Dataset entries:
• • • • •

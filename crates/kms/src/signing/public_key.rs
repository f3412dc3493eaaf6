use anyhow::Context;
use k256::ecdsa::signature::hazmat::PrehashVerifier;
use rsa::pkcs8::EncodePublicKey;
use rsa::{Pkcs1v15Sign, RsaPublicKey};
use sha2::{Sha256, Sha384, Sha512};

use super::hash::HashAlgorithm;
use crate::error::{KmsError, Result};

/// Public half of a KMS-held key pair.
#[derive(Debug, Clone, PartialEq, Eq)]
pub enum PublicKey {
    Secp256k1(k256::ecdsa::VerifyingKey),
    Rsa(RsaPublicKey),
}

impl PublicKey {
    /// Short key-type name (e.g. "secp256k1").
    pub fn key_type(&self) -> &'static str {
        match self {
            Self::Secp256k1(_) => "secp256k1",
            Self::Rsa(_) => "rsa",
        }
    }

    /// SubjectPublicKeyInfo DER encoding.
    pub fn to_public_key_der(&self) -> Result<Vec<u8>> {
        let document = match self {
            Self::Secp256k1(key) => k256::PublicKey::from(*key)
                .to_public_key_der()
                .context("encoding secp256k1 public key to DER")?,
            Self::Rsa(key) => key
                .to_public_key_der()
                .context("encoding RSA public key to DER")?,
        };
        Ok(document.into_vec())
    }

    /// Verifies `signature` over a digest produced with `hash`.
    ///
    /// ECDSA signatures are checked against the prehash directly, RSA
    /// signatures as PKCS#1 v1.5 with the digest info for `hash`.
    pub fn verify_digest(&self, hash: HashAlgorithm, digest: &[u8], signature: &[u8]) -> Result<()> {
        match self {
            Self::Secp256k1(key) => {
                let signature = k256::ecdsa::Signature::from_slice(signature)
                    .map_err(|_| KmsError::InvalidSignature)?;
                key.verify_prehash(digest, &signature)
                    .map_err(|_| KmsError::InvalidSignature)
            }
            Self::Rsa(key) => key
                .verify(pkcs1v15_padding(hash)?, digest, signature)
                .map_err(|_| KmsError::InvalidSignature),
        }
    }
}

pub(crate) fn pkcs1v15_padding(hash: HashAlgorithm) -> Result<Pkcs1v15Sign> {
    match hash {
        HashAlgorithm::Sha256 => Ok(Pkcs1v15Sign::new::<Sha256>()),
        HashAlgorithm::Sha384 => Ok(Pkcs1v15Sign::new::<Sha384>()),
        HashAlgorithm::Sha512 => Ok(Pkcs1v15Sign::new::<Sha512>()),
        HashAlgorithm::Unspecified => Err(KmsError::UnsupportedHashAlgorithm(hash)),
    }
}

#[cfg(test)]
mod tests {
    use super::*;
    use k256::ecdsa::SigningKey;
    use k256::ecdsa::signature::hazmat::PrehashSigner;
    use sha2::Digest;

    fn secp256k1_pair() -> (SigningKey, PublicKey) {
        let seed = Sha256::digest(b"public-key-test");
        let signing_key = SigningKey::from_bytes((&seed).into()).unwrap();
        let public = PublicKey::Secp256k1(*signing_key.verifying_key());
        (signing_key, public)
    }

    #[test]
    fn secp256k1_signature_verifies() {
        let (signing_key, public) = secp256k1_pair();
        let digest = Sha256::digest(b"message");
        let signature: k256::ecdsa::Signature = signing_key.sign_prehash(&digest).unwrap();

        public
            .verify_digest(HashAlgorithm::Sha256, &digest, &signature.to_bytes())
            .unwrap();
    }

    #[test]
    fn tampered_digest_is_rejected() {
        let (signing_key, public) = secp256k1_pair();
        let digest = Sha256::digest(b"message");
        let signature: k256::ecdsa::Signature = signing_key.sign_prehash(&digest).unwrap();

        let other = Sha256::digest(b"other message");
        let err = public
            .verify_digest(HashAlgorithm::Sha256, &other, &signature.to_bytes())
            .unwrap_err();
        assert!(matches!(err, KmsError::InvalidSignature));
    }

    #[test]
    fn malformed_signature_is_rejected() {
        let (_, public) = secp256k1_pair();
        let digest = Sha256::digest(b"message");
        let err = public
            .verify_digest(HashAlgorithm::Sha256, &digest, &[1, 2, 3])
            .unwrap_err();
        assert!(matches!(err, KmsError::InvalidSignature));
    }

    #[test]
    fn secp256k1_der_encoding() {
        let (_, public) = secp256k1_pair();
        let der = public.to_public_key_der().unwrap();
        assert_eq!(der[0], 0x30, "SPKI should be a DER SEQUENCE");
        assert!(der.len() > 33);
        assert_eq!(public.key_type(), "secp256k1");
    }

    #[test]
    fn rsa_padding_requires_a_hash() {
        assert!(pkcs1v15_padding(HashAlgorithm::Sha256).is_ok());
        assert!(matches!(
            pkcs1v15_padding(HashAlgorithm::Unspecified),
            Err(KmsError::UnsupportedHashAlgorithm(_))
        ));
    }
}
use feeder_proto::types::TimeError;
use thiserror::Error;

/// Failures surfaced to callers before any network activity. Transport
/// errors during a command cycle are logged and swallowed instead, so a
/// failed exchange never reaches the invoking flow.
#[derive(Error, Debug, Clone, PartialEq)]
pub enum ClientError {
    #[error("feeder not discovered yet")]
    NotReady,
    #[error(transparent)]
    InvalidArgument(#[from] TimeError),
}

• • • • •

Task brief: Give the records back in full, word for word.

Solution for this problem:
filename crates/kms/src/signing/public_key.rs
repository f3412dc3493eaaf6
use anyhow::Context;
use k256::ecdsa::signature::hazmat::PrehashVerifier;
use rsa::pkcs8::EncodePublicKey;
use rsa::{Pkcs1v15Sign, RsaPublicKey};
use sha2::{Sha256, Sha384, Sha512};

use super::hash::HashAlgorithm;
use crate::error::{KmsError, Result};

/// Public half of a KMS-held key pair.
#[derive(Debug, Clone, PartialEq, Eq)]
pub enum PublicKey {
    Secp256k1(k256::ecdsa::VerifyingKey),
    Rsa(RsaPublicKey),
}

impl PublicKey {
    /// Short key-type name (e.g. "secp256k1").
    pub fn key_type(&self) -> &'static str {
        match self {
            Self::Secp256k1(_) => "secp256k1",
            Self::Rsa(_) => "rsa",
        }
    }

    /// SubjectPublicKeyInfo DER encoding.
    pub fn to_public_key_der(&self) -> Result<Vec<u8>> {
        let document = match self {
            Self::Secp256k1(key) => k256::PublicKey::from(*key)
                .to_public_key_der()
                .context("encoding secp256k1 public key to DER")?,
            Self::Rsa(key) => key
                .to_public_key_der()
                .context("encoding RSA public key to DER")?,
        };
        Ok(document.into_vec())
    }

    /// Verifies `signature` over a digest produced with `hash`.
    ///
    /// ECDSA signatures are checked against the prehash directly, RSA
    /// signatures as PKCS#1 v1.5 with the digest info for `hash`.
    pub fn verify_digest(&self, hash: HashAlgorithm, digest: &[u8], signature: &[u8]) -> Result<()> {
        match self {
            Self::Secp256k1(key) => {
                let signature = k256::ecdsa::Signature::from_slice(signature)
                    .map_err(|_| KmsError::InvalidSignature)?;
                key.verify_prehash(digest, &signature)
                    .map_err(|_| KmsError::InvalidSignature)
            }
            Self::Rsa(key) => key
                .verify(pkcs1v15_padding(hash)?, digest, signature)
                .map_err(|_| KmsError::InvalidSignature),
        }
    }
}

pub(crate) fn pkcs1v15_padding(hash: HashAlgorithm) -> Result<Pkcs1v15Sign> {
    match hash {
        HashAlgorithm::Sha256 => Ok(Pkcs1v15Sign::new::<Sha256>()),
        HashAlgorithm::Sha384 => Ok(Pkcs1v15Sign::new::<Sha384>()),
        HashAlgorithm::Sha512 => Ok(Pkcs1v15Sign::new::<Sha512>()),
        HashAlgorithm::Unspecified => Err(KmsError::UnsupportedHashAlgorithm(hash)),
    }
}

#[cfg(test)]
mod tests {
    use super::*;
    use k256::ecdsa::SigningKey;
    use k256::ecdsa::signature::hazmat::PrehashSigner;
    use sha2::Digest;

    fn secp256k1_pair() -> (SigningKey, PublicKey) {
        let seed = Sha256::digest(b"public-key-test");
        let signing_key = SigningKey::from_bytes((&seed).into()).unwrap();
        let public = PublicKey::Secp256k1(*signing_key.verifying_key());
        (signing_key, public)
    }

    #[test]
    fn secp256k1_signature_verifies() {
        let (signing_key, public) = secp256k1_pair();
        let digest = Sha256::digest(b"message");
        let signature: k256::ecdsa::Signature = signing_key.sign_prehash(&digest).unwrap();

        public
            .verify_digest(HashAlgorithm::Sha256, &digest, &signature.to_bytes())
            .unwrap();
    }

    #[test]
    fn tampered_digest_is_rejected() {
        let (signing_key, public) = secp256k1_pair();
        let digest = Sha256::digest(b"message");
        let signature: k256::ecdsa::Signature = signing_key.sign_prehash(&digest).unwrap();

        let other = Sha256::digest(b"other message");
        let err = public
            .verify_digest(HashAlgorithm::Sha256, &other, &signature.to_bytes())
            .unwrap_err();
        assert!(matches!(err, KmsError::InvalidSignature));
    }

    #[test]
    fn malformed_signature_is_rejected() {
        let (_, public) = secp256k1_pair();
        let digest = Sha256::digest(b"message");
        let err = public
            .verify_digest(HashAlgorithm::Sha256, &digest, &[1, 2, 3])
            .unwrap_err();
        assert!(matches!(err, KmsError::InvalidSignature));
    }

    #[test]
    fn secp256k1_der_encoding() {
        let (_, public) = secp256k1_pair();
        let der = public.to_public_key_der().unwrap();
        assert_eq!(der[0], 0x30, "SPKI should be a DER SEQUENCE");
        assert!(der.len() > 33);
        assert_eq!(public.key_type(), "secp256k1");
    }

    #[test]
    fn rsa_padding_requires_a_hash() {
        assert!(pkcs1v15_padding(HashAlgorithm::Sha256).is_ok());
        assert!(matches!(
            pkcs1v15_padding(HashAlgorithm::Unspecified),
            Err(KmsError::UnsupportedHashAlgorithm(_))
        ));
    }
}
use feeder_proto::types::TimeError;
use thiserror::Error;

/// Failures surfaced to callers before any network activity. Transport
/// errors during a command cycle are logged and swallowed instead, so a
/// failed exchange never reaches the invoking flow.
#[derive(Error, Debug, Clone, PartialEq)]
pub enum ClientError {
    #[error("feeder not discovered yet")]
    NotReady,
    #[error(transparent)]
    InvalidArgument(#[from] TimeError),
}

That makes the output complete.